"This is a craft," Rose says. "I use the age-old methods of judging sight, smell and sound to roast my beans. Those are things no machine can pick up."
As the beans sizzle and crackle at a merry 425 degrees, Rose expands on his vision of a Tucson drenched in top-drawer coffee. An unabashed practitioner of coffee messianism, he has nursed a deep passion for coffee for more than 20 years, having been converted in San Francisco by none other than Alfred Peets, the leading guru of the American gourmet coffee industry.
The bulk of Rose's business comes from commercial accounts like Cuppucino's, Café Magritte, The Cup, Ted's Country Store, the Food Conspiracy, the Oasis Café, and Tubac's Chile Pepper Café. He limits his retail sales of coffee with the Wilde Rose label to a few hours at Downtown Saturday Night, the Palomino Plaza Farmer's Market, and chance walk-ins at his storefront. Along with house blends ranging from moderately priced Kenyan and "monsooned Malabar" to expensive Jamaican Blue Mountain, Rose offers 31 special flavors of coffee, including exotics like butterscotch nut sundae, jalapeño, prickly pear and, come Thanksgiving, pumpkin pie.
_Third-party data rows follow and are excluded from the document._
//! The validated format descriptor produced by a successful parse.

use std::path::{Path, PathBuf};

use crate::error::{Error, Result};

/// Subformat GUID of linear PCM inside a WAVE_FORMAT_EXTENSIBLE chunk
/// (`00000001-0000-0010-8000-00AA00389B71`, mixed-endian on disk).
pub const KSDATAFORMAT_SUBTYPE_PCM: [u8; 16] = [
    0x01, 0x00, 0x00, 0x00, 0x00, 0x00, 0x10, 0x00, 0x80, 0x00, 0x00, 0xAA, 0x00, 0x38, 0x9B, 0x71,
];

/// Subformat GUID of IEEE-754 float inside a WAVE_FORMAT_EXTENSIBLE chunk
/// (`00000003-0000-0010-8000-00AA00389B71`).
pub const KSDATAFORMAT_SUBTYPE_IEEE_FLOAT: [u8; 16] = [
    0x03, 0x00, 0x00, 0x00, 0x00, 0x00, 0x10, 0x00, 0x80, 0x00, 0x00, 0xAA, 0x00, 0x38, 0x9B, 0x71,
];

/// WAVE format tag (`wFormatTag`).
#[derive(Debug, Clone, Copy, PartialEq, Eq, Hash)]
pub enum AudioFormat {
    /// Linear integer PCM (tag 1).
    Pcm,
    /// IEEE-754 floating point (tag 3).
    IeeeFloat,
    /// WAVE_FORMAT_EXTENSIBLE whose subformat GUID was absent or not recognized.
    Extensible,
    /// Any other tag, kept verbatim.
    Other(u16),
}

impl AudioFormat {
    pub const PCM_TAG: u16 = 0x0001;
    pub const IEEE_FLOAT_TAG: u16 = 0x0003;
    pub const EXTENSIBLE_TAG: u16 = 0xFFFE;

    /// Maps a raw format tag to its variant.
    pub const fn from_tag(tag: u16) -> Self {
        match tag {
            Self::PCM_TAG => AudioFormat::Pcm,
            Self::IEEE_FLOAT_TAG => AudioFormat::IeeeFloat,
            Self::EXTENSIBLE_TAG => AudioFormat::Extensible,
            other => AudioFormat::Other(other),
        }
    }

    /// The numeric tag as it appears on disk.
    pub const fn tag(self) -> u16 {
        match self {
            AudioFormat::Pcm => Self::PCM_TAG,
            AudioFormat::IeeeFloat => Self::IEEE_FLOAT_TAG,
            AudioFormat::Extensible => Self::EXTENSIBLE_TAG,
            AudioFormat::Other(tag) => tag,
        }
    }
}

/// Decodable sample encodings.
#[derive(Debug, Clone, Copy, PartialEq, Eq)]
pub enum SampleFormat {
    /// Unsigned 8-bit integer samples, centered on 128.
    Uint8,
    /// Signed 16-bit integer samples.
    Int16,
    /// Signed packed 24-bit integer samples.
    Int24,
    /// Signed 32-bit integer samples.
    Int32,
    /// IEEE-754 binary32 samples.
    Float32,
}

impl SampleFormat {
    /// Returns the number of bytes per sample for this format.
    #[inline]
    pub fn bytes_per_sample(&self) -> u16 {
        match self {
            SampleFormat::Uint8 => 1,
            SampleFormat::Int16 => 2,
            SampleFormat::Int24 => 3,
            SampleFormat::Int32 | SampleFormat::Float32 => 4,
        }
    }

    /// Resolves the decodable encoding for a tag and bit depth, if there is one.
    pub fn from_parts(audio_format: AudioFormat, bits_per_sample: u16) -> Option<Self> {
        match (audio_format, bits_per_sample) {
            (AudioFormat::Pcm, 8) => Some(SampleFormat::Uint8),
            (AudioFormat::Pcm, 16) => Some(SampleFormat::Int16),
            (AudioFormat::Pcm, 24) => Some(SampleFormat::Int24),
            (AudioFormat::Pcm, 32) => Some(SampleFormat::Int32),
            (AudioFormat::IeeeFloat, 32) => Some(SampleFormat::Float32),
            _ => None,
        }
    }
}

/// The WAVE_FORMAT_EXTENSIBLE tail of a `fmt ` chunk.
#[derive(Debug, Clone, Copy, PartialEq, Eq)]
pub struct FormatExtension {
    pub valid_bits_per_sample: u16,
    pub channel_mask: u32,
    pub sub_format: [u8; 16],
}

impl FormatExtension {
    /// Returns the concrete format named by the subformat GUID, if it is a known one.
    pub fn resolve(&self) -> Option<AudioFormat> {
        match self.sub_format {
            KSDATAFORMAT_SUBTYPE_PCM => Some(AudioFormat::Pcm),
            KSDATAFORMAT_SUBTYPE_IEEE_FLOAT => Some(AudioFormat::IeeeFloat),
            _ => None,
        }
    }
}

/// Fields of a `fmt ` chunk as read from disk, before descriptor validation.
#[derive(Debug, Clone, Copy, PartialEq, Eq)]
pub(crate) struct FormatFields {
    pub audio_format: AudioFormat,
    pub channels: u16,
    pub sample_rate: u32,
    pub byte_rate: u32,
    pub block_align: u16,
    pub bits_per_sample: u16,
    pub extension: Option<FormatExtension>,
}

impl FormatFields {
    /// True when none of the required fields is zero.
    pub fn is_valid(&self) -> bool {
        self.channels > 0
            && self.sample_rate > 0
            && self.block_align > 0
            && self.bits_per_sample > 0
    }
}

/// Position and declared length of the `data` chunk payload.
#[derive(Debug, Clone, Copy, PartialEq, Eq)]
pub(crate) struct DataExtent {
    pub offset: u64,
    pub size: u32,
}

/// Validated, immutable description of a WAVE file's audio payload.
///
/// Only the container parser creates descriptors, so every instance satisfies
/// `block_align == channels * (bits_per_sample / 8)` with non-zero fields and a
/// bit depth of 8, 16, 24 or 32.
#[derive(Debug, Clone, PartialEq, Eq)]
pub struct FormatDescriptor {
    path: PathBuf,
    riff_size: u32,
    audio_format: AudioFormat,
    channels: u16,
    sample_rate: u32,
    byte_rate: u32,
    block_align: u16,
    bits_per_sample: u16,
    extension: Option<FormatExtension>,
    data_offset: u64,
    data_size: u32,
}

impl FormatDescriptor {
    pub(crate) fn try_from_parts(
        path: PathBuf,
        riff_size: u32,
        format: Option<FormatFields>,
        data: Option<DataExtent>,
    ) -> Result<Self> {
        let format = match format {
            Some(format) if format.is_valid() => format,
            Some(_) => return Err(Error::MalformedFormat("zero-valued required field")),
            None => return Err(Error::MalformedFormat("missing fmt chunk")),
        };
        let data = match data {
            Some(data) if data.offset > 0 && data.size > 0 => data,
            _ => return Err(Error::MissingPayload),
        };

        if !matches!(format.bits_per_sample, 8 | 16 | 24 | 32) {
            return Err(Error::MalformedFormat("unsupported bit depth"));
        }
        let bytes_per_sample = format.bits_per_sample / 8;
        if format.channels.checked_mul(bytes_per_sample) != Some(format.block_align) {
            return Err(Error::MalformedFormat(
                "block align does not match channels and bit depth",
            ));
        }

        Ok(Self {
            path,
            riff_size,
            audio_format: format.audio_format,
            channels: format.channels,
            sample_rate: format.sample_rate,
            byte_rate: format.byte_rate,
            block_align: format.block_align,
            bits_per_sample: format.bits_per_sample,
            extension: format.extension,
            data_offset: data.offset,
            data_size: data.size,
        })
    }

    /// Path the descriptor was parsed from (provenance only).
    pub fn path(&self) -> &Path {
        &self.path
    }

    /// Size declared in the outer RIFF header. Informational; never validated.
    pub fn riff_size(&self) -> u32 {
        self.riff_size
    }

    pub fn audio_format(&self) -> AudioFormat {
        self.audio_format
    }

    pub fn channels(&self) -> u16 {
        self.channels
    }

    pub fn sample_rate(&self) -> u32 {
        self.sample_rate
    }

    /// Average bytes per second as declared in the `fmt ` chunk.
    pub fn byte_rate(&self) -> u32 {
        self.byte_rate
    }

    /// Bytes per frame.
    pub fn block_align(&self) -> u16 {
        self.block_align
    }

    pub fn bits_per_sample(&self) -> u16 {
        self.bits_per_sample
    }

    pub fn bytes_per_sample(&self) -> u16 {
        self.bits_per_sample / 8
    }

    /// Extensible-format tail, when the `fmt ` chunk carried one.
    pub fn extension(&self) -> Option<&FormatExtension> {
        self.extension.as_ref()
    }

    /// Absolute file offset of the first payload byte.
    pub fn data_offset(&self) -> u64 {
        self.data_offset
    }

    /// Declared payload length in bytes.
    pub fn data_size(&self) -> u32 {
        self.data_size
    }

    /// The decodable encoding, or `None` for unresolved or unsupported tags.
    pub fn sample_format(&self) -> Option<SampleFormat> {
        SampleFormat::from_parts(self.audio_format, self.bits_per_sample)
    }

    /// Number of complete frames in the payload. A trailing partial frame is not counted.
    pub fn frame_count(&self) -> u64 {
        self.data_size as u64 / self.block_align as u64
    }

    /// Payload duration in seconds.
    pub fn duration_seconds(&self) -> f64 {
        self.frame_count() as f64 / self.sample_rate as f64
    }
}

#[cfg(test)]
mod tests {
    use super::*;

    fn pcm16_stereo() -> FormatFields {
        FormatFields {
            audio_format: AudioFormat::Pcm,
            channels: 2,
            sample_rate: 44100,
            byte_rate: 176_400,
            block_align: 4,
            bits_per_sample: 16,
            extension: None,
        }
    }

    fn extent(size: u32) -> Option<DataExtent> {
        Some(DataExtent { offset: 44, size })
    }

    #[test]
    fn builds_descriptor_from_valid_parts() {
        let desc =
            FormatDescriptor::try_from_parts("a.wav".into(), 36, Some(pcm16_stereo()), extent(8))
                .expect("valid parts");
        assert_eq!(desc.channels(), 2);
        assert_eq!(desc.frame_count(), 2);
        assert_eq!(desc.sample_format(), Some(SampleFormat::Int16));
        assert_eq!(desc.path(), Path::new("a.wav"));
    }

    #[test]
    fn rejects_alignment_violation() {
        let mut fmt = pcm16_stereo();
        fmt.block_align = 3;
        let err = FormatDescriptor::try_from_parts("a.wav".into(), 0, Some(fmt), extent(8))
            .unwrap_err();
        assert!(matches!(err, Error::MalformedFormat(_)));
    }

    #[test]
    fn rejects_block_align_overflowing_u16() {
        let mut fmt = pcm16_stereo();
        fmt.channels = u16::MAX;
        fmt.bits_per_sample = 32;
        fmt.block_align = u16::MAX.wrapping_mul(4);
        let err = FormatDescriptor::try_from_parts("a.wav".into(), 0, Some(fmt), extent(8))
            .unwrap_err();
        assert!(matches!(err, Error::MalformedFormat(_)));
    }

    #[test]
    fn rejects_unsupported_bit_depth() {
        let mut fmt = pcm16_stereo();
        fmt.bits_per_sample = 12;
        fmt.block_align = 2;
        let err = FormatDescriptor::try_from_parts("a.wav".into(), 0, Some(fmt), extent(8))
            .unwrap_err();
        assert!(matches!(err, Error::MalformedFormat("unsupported bit depth")));
    }

    #[test]
    fn rejects_zero_fields_and_missing_payload() {
        let mut fmt = pcm16_stereo();
        fmt.sample_rate = 0;
        assert!(matches!(
            FormatDescriptor::try_from_parts("a.wav".into(), 0, Some(fmt), extent(8)),
            Err(Error::MalformedFormat(_))
        ));
        assert!(matches!(
            FormatDescriptor::try_from_parts("a.wav".into(), 0, Some(pcm16_stereo()), extent(0)),
            Err(Error::MissingPayload)
        ));
        assert!(matches!(
            FormatDescriptor::try_from_parts("a.wav".into(), 0, Some(pcm16_stereo()), None),
            Err(Error::MissingPayload)
        ));
    }

    #[test]
    fn extension_resolves_known_guids_only() {
        let mut ext = FormatExtension {
            valid_bits_per_sample: 24,
            channel_mask: 0x3,
            sub_format: KSDATAFORMAT_SUBTYPE_PCM,
        };
        assert_eq!(ext.resolve(), Some(AudioFormat::Pcm));
        ext.sub_format = KSDATAFORMAT_SUBTYPE_IEEE_FLOAT;
        assert_eq!(ext.resolve(), Some(AudioFormat::IeeeFloat));
        ext.sub_format[15] ^= 0xFF;
        assert_eq!(ext.resolve(), None);
    }

    #[test]
    fn float_needs_32_bits() {
        assert_eq!(
            SampleFormat::from_parts(AudioFormat::IeeeFloat, 32),
            Some(SampleFormat::Float32)
        );
        assert_eq!(SampleFormat::from_parts(AudioFormat::IeeeFloat, 16), None);
        assert_eq!(SampleFormat::from_parts(AudioFormat::Extensible, 16), None);
        assert_eq!(AudioFormat::from_tag(0x0011), AudioFormat::Other(0x0011));
        assert_eq!(AudioFormat::Other(0x0011).tag(), 0x0011);
    }
}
Rose is impatient with those who do not share his passion for coffee perfectly brewed. "So many restaurants here have great coffee, but the people who work in them don't know it," he says. He won't sell to anyone whose coffee-making skills don't meet his standards, including among the sinners anyone who would keep a pot of coffee on a hot burner for more than five minutes.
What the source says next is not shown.